Best Practice

How clubs educate through sport

1 min read Extra-curricular
Project improves the aspirations and life chances of 11- to 18-year-old Londoners at risk of becoming Neet (not in education, employment or training).

PROJECT

Sporteducate

FUNDING

Up to £9,000 per year each for 33 sports clubs to provide educational provision or employment support over three years, funded by Deutsche Bank

BACKGROUND

In 2013, Deutsche Bank sought out a charity to provide targeted educational interventions to young Londoners at risk of disengagement to be funded through its Born to Be programme. It joined forces with charity Sported and the Sporteducate scheme was born, piloted from September 2013 in five London sports clubs. There are now 33 participating clubs and the scheme has reached 1,669 young people.

ACTION

Sporteducate aims to improve "five As" - attitude to learning; attendance at school, college, training or work; academic achievement; aspirations; and aptitude and employment.
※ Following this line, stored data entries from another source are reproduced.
use pokernight::{
    Action, ActionKind, HandState, Ledger, Payout, Roster, Street, Table, TableOptions,
};
use serde::Serialize;
use wasm_bindgen::prelude::*;

#[wasm_bindgen]
pub struct WasmTable {
    table: Table<Ledger>,
}

#[wasm_bindgen]
impl WasmTable {
    #[wasm_bindgen(constructor)]
    pub fn new(small_blind: u32, big_blind: u32) -> Self {
        Self {
            table: Table::new(options(small_blind, big_blind), Ledger::new()),
        }
    }

    /// Replaces the ledger with stored history. Empty cells count as zero.
    pub fn load_ledger(&mut self, players: Vec<String>, rows: JsValue) -> Result<(), JsValue> {
        self.require_idle()?;
        let rows: Vec<Vec<Option<i64>>> =
            serde_wasm_bindgen::from_value(rows).map_err(js_err)?;
        let ledger = Ledger::from_rows(players, rows).map_err(js_err)?;
        let options = self.table.options;
        self.table = Table::new(options, ledger);
        Ok(())
    }

    pub fn add_player(&self, name: String) -> Result<(), JsValue> {
        self.require_idle()?;
        self.table.ledger.lock().add_player(name).map_err(js_err)
    }

    pub fn remove_player(&self, name: &str) -> Result<(), JsValue> {
        self.require_idle()?;
        self.table.ledger.lock().remove_player(name).map_err(js_err)
    }

    pub fn start_hand(&self, names: Vec<String>) -> Result<(), JsValue> {
        let roster = Roster::new(names).map_err(js_err)?;
        self.table.start_hand(roster).map_err(js_err)
    }

    pub fn call(&self) -> Result<(), JsValue> {
        self.submit(Action::Call)
    }

    pub fn raise(&self, to: u32) -> Result<(), JsValue> {
        self.submit(Action::Raise { to: u64::from(to) })
    }

    pub fn fold(&self) -> Result<(), JsValue> {
        self.submit(Action::Fold)
    }

    pub fn select_action(&self, kind: &str) -> Result<(), JsValue> {
        let kind = match kind {
            "Call" => ActionKind::Call,
            "Raise" => ActionKind::Raise,
            "Fold" => ActionKind::Fold,
            _ => return Err(JsValue::from_str("unknown action kind")),
        };
        self.table.select_action(kind).map_err(js_err)
    }

    pub fn set_raise_amount(&self, amount: u32) -> Result<(), JsValue> {
        self.table
            .set_raise_amount(u64::from(amount))
            .map_err(js_err)
    }

    pub fn submit_pending(&self) -> Result<(), JsValue> {
        self.table.submit_pending().map(|_| ()).map_err(js_err)
    }

    pub fn advance_turn(&self) -> Result<(), JsValue> {
        self.table.advance_turn().map(|_| ()).map_err(js_err)
    }

    pub fn is_hand_over(&self) -> bool {
        self.table.is_hand_over()
    }

    pub fn settle(&self, winner: u32) -> Result<JsValue, JsValue> {
        let payout = self.table.settle(winner as usize).map_err(js_err)?;
        to_js_value(&JsPayout::from(payout))
    }

    pub fn retry_commit(&self) -> Result<(), JsValue> {
        self.table.retry_commit().map_err(js_err)
    }

    pub fn abandon_hand(&self) {
        self.table.abandon_hand();
    }

    pub fn snapshot(&self) -> Result<JsValue, JsValue> {
        let hand = self.table.snapshot();
        let players = self
            .table
            .roster()
            .map(|roster| roster.names().to_vec())
            .unwrap_or_default();

        let snapshot = Snapshot {
            players,
            hand: hand.as_ref().map(JsHand::from_hand),
            pending_payout: self.table.pending_payout().map(JsPayout::from),
        };

        to_js_value(&snapshot)
    }

    pub fn ledger(&self) -> Result<JsValue, JsValue> {
        let ledger = self.table.ledger.lock();
        let view = JsLedger {
            players: ledger.players().to_vec(),
            rows: ledger.history().to_vec(),
            cumulative: ledger.cumulative(),
            totals: ledger.totals().iter().map(|(_, total)| total).collect(),
        };
        drop(ledger);

        to_js_value(&view)
    }
}

impl WasmTable {
    fn submit(&self, action: Action) -> Result<(), JsValue> {
        self.table.submit_action(action).map(|_| ()).map_err(js_err)
    }

    fn require_idle(&self) -> Result<(), JsValue> {
        if self.table.snapshot().is_some() || self.table.pending_payout().is_some() {
            return Err(JsValue::from_str("a hand is in progress"));
        }
        Ok(())
    }
}

#[derive(Serialize)]
struct Snapshot {
    players: Vec<String>,
    hand: Option<JsHand>,
    pending_payout: Option<JsPayout>,
}

#[derive(Serialize)]
struct JsHand {
    street: &'static str,
    round_index: u32,
    current_player: u32,
    current_bet: u64,
    bets: Vec<u64>,
    folds: Vec<u32>,
    pot: u64,
    last_raise: u64,
    pending_kind: &'static str,
    pending_raise_to: u64,
    hand_over: bool,
}

impl JsHand {
    fn from_hand(hand: &HandState) -> Self {
        let pending = hand.pending();
        Self {
            street: street_to_str(hand.street()),
            round_index: hand.round_index() as u32,
            current_player: hand.current_player() as u32,
            current_bet: hand.current_bet(),
            bets: hand.bets().to_vec(),
            folds: hand.folds().into_iter().map(|seat| seat as u32).collect(),
            pot: hand.pot(),
            last_raise: hand.last_raise(),
            pending_kind: kind_to_str(pending.kind),
            pending_raise_to: pending.raise_to,
            hand_over: hand.is_hand_over(),
        }
    }
}

#[derive(Serialize)]
struct JsPayout {
    winner: u32,
    pot: u64,
    deltas: Vec<i64>,
}

impl From<Payout> for JsPayout {
    fn from(payout: Payout) -> Self {
        Self {
            winner: payout.winner as u32,
            pot: payout.pot,
            deltas: payout.deltas,
        }
    }
}

#[derive(Serialize)]
struct JsLedger {
    players: Vec<String>,
    rows: Vec<Vec<i64>>,
    cumulative: Vec<Vec<i64>>,
    totals: Vec<i64>,
}

fn options(small_blind: u32, big_blind: u32) -> TableOptions {
    TableOptions::default()
        .with_small_blind(u64::from(small_blind))
        .with_big_blind(u64::from(big_blind))
}

fn street_to_str(street: Street) -> &'static str {
    match street {
        Street::PreFlop => "PreFlop",
        Street::Flop => "Flop",
        Street::Turn => "Turn",
        Street::River => "River",
        Street::End => "End",
    }
}

fn kind_to_str(kind: ActionKind) -> &'static str {
    match kind {
        ActionKind::Call => "Call",
        ActionKind::Raise => "Raise",
        ActionKind::Fold => "Fold",
    }
}

fn js_err<E: core::fmt::Display>(err: E) -> JsValue {
    JsValue::from_str(&err.to_string())
}

fn to_js_value<T: Serialize>(value: &T) -> Result<JsValue, JsValue> {
    serde_wasm_bindgen::to_value(value).map_err(|err| JsValue::from_str(&err.to_string()))
}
Sports clubs applying to participate outline how they would spend a grant of up to £9,000 to achieve one or more of these aims, which could include employing tutors to deliver homework clubs, employability workshops or one-to-one tuition.
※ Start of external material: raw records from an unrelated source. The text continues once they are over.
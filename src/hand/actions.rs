use crate::action::{Action, ActionKind, PendingAction};
use crate::error::ActionError;

use super::{HandState, Street};

impl HandState {
    /// Applies `action` for the seat on turn and advances the turn.
    ///
    /// Returns the street after the action, which differs from the street
    /// before it when the action closed the street.
    ///
    /// # Errors
    ///
    /// Returns an error if the hand is over, or if a raise is below the
    /// standing bet. A rejected action leaves the state untouched.
    ///
    /// # Example
    ///
    /// ```
    /// use pokernight::{Action, HandState, Street, TableOptions};
    ///
    /// let mut hand = HandState::new(3, &TableOptions::default()).unwrap();
    /// hand.apply_action(Action::Call).unwrap();
    /// hand.apply_action(Action::Call).unwrap();
    /// let street = hand.apply_action(Action::Call).unwrap();
    /// assert_eq!(street, Street::Flop);
    /// assert_eq!(hand.current_player(), 0);
    /// ```
    pub fn apply_action(&mut self, action: Action) -> Result<Street, ActionError> {
        if self.is_hand_over() {
            return Err(ActionError::HandOver);
        }

        let seat = self.current_player;
        match action {
            Action::Fold => {
                self.folds.insert(seat);
            }
            Action::Raise { to } => {
                if to < self.current_bet {
                    tracing::warn!(seat, to, current_bet = self.current_bet, "raise rejected");
                    return Err(ActionError::RaiseBelowCurrentBet {
                        to,
                        current_bet: self.current_bet,
                    });
                }
                self.last_raise = to - self.current_bet;
                self.bets[seat] = to;
                self.current_bet = to;
            }
            Action::Call => {
                self.bets[seat] = self.current_bet;
            }
        }
        tracing::debug!(seat, ?action, committed = self.bets[seat], "action resolved");

        self.pending = PendingAction::default();
        let street = self.rotate();

        if self.is_hand_over() {
            tracing::info!(
                street = %self.street,
                pot = self.pot(),
                remaining = ?self.remaining_player(),
                "hand over"
            );
        }

        Ok(street)
    }

    /// Applies `action` on behalf of `seat`.
    ///
    /// # Errors
    ///
    /// Returns an error if the hand is over, if it is not `seat`'s turn, or
    /// if the action itself is rejected.
    pub fn submit_action(&mut self, seat: usize, action: Action) -> Result<Street, ActionError> {
        if self.is_hand_over() {
            return Err(ActionError::HandOver);
        }

        if seat != self.current_player {
            tracing::warn!(seat, current = self.current_player, "action out of turn");
            return Err(ActionError::NotYourTurn);
        }

        self.apply_action(action)
    }

    /// Selects the pending action kind for the seat on turn.
    pub const fn select_action(&mut self, kind: ActionKind) {
        self.pending.kind = kind;
    }

    /// Sets the pending raise-to amount for the seat on turn.
    pub const fn set_raise_amount(&mut self, amount: u64) {
        self.pending.raise_to = amount;
    }

    /// Applies the pending action for the seat on turn.
    ///
    /// The pending input is kept when the action is rejected, so the player
    /// can correct it.
    ///
    /// # Errors
    ///
    /// Returns an error if the hand is over or the pending raise is below the
    /// standing bet.
    pub fn submit_pending(&mut self) -> Result<Street, ActionError> {
        self.apply_action(self.pending.into_action())
    }
}
//! Player action types.

/// An action taken by the player on turn.
#[derive(Debug, Clone, Copy, PartialEq, Eq, Hash)]
pub enum Action {
    /// Match the standing bet. Also used to check when already matched.
    Call,
    /// Raise the standing bet to an absolute amount.
    Raise {
        /// Raise-to amount, not an increment.
        to: u64,
    },
    /// Give up the hand. Chips already committed stay in the pot.
    Fold,
}

/// The kind of action currently selected for the player on turn.
#[derive(Debug, Clone, Copy, PartialEq, Eq, Hash, Default)]
pub enum ActionKind {
    /// Call.
    #[default]
    Call,
    /// Raise.
    Raise,
    /// Fold.
    Fold,
}

/// Scratch input for the player on turn.
///
/// A presentation layer fills this in while the player decides and submits it
/// with [`HandState::submit_pending`](crate::HandState::submit_pending). It is
/// reset to the default after every resolved turn.
#[derive(Debug, Clone, Copy, PartialEq, Eq, Hash, Default)]
pub struct PendingAction {
    /// Selected action kind.
    pub kind: ActionKind,
    /// Raise-to amount. Only read when `kind` is [`ActionKind::Raise`].
    pub raise_to: u64,
}

impl PendingAction {
    /// Converts the selection into an [`Action`].
    #[must_use]
    pub const fn into_action(self) -> Action {
        match self.kind {
            ActionKind::Call => Action::Call,
            ActionKind::Raise => Action::Raise { to: self.raise_to },
            ActionKind::Fold => Action::Fold,
        }
    }
}

impl From<Action> for ActionKind {
    fn from(action: Action) -> Self {
        match action {
            Action::Call => Self::Call,
            Action::Raise { .. } => Self::Raise,
            Action::Fold => Self::Fold,
        }
    }
}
Each club identifies 25 young people who regularly attend that club leaders and coaches believe will benefit the most. "Clubs and young people already have a relationship and this programme happens in environments they're comfortable in, with people they're comfortable with," explains programme manager Sanaa Qureshi.

The clubs decide how to combine sporting activities with educational and employability sessions. One example is the charity Football Beyond Borders' after-school literacy club. Participants discuss books about footballers, which has improved verbal skills and saved some participants from exclusion, according to Qureshi: "They have quite formal debates about which footballer is better, employing all the techniques you'd learn to argue a point effectively."

OUTCOME

Of 1,057 participants at the end of Sporteducate's second year, 97 per cent remained in education, employment or training, according to Sporteducate figures.

An evaluation by EdComs Research, based on surveys of participants and club leaders between March 2014 and March 2016, shows the scheme helped boost participants' confidence. A survey of 240 young people found 79 per cent said the scheme helped them stay out of trouble while 74 per cent said it helped them perform better at school.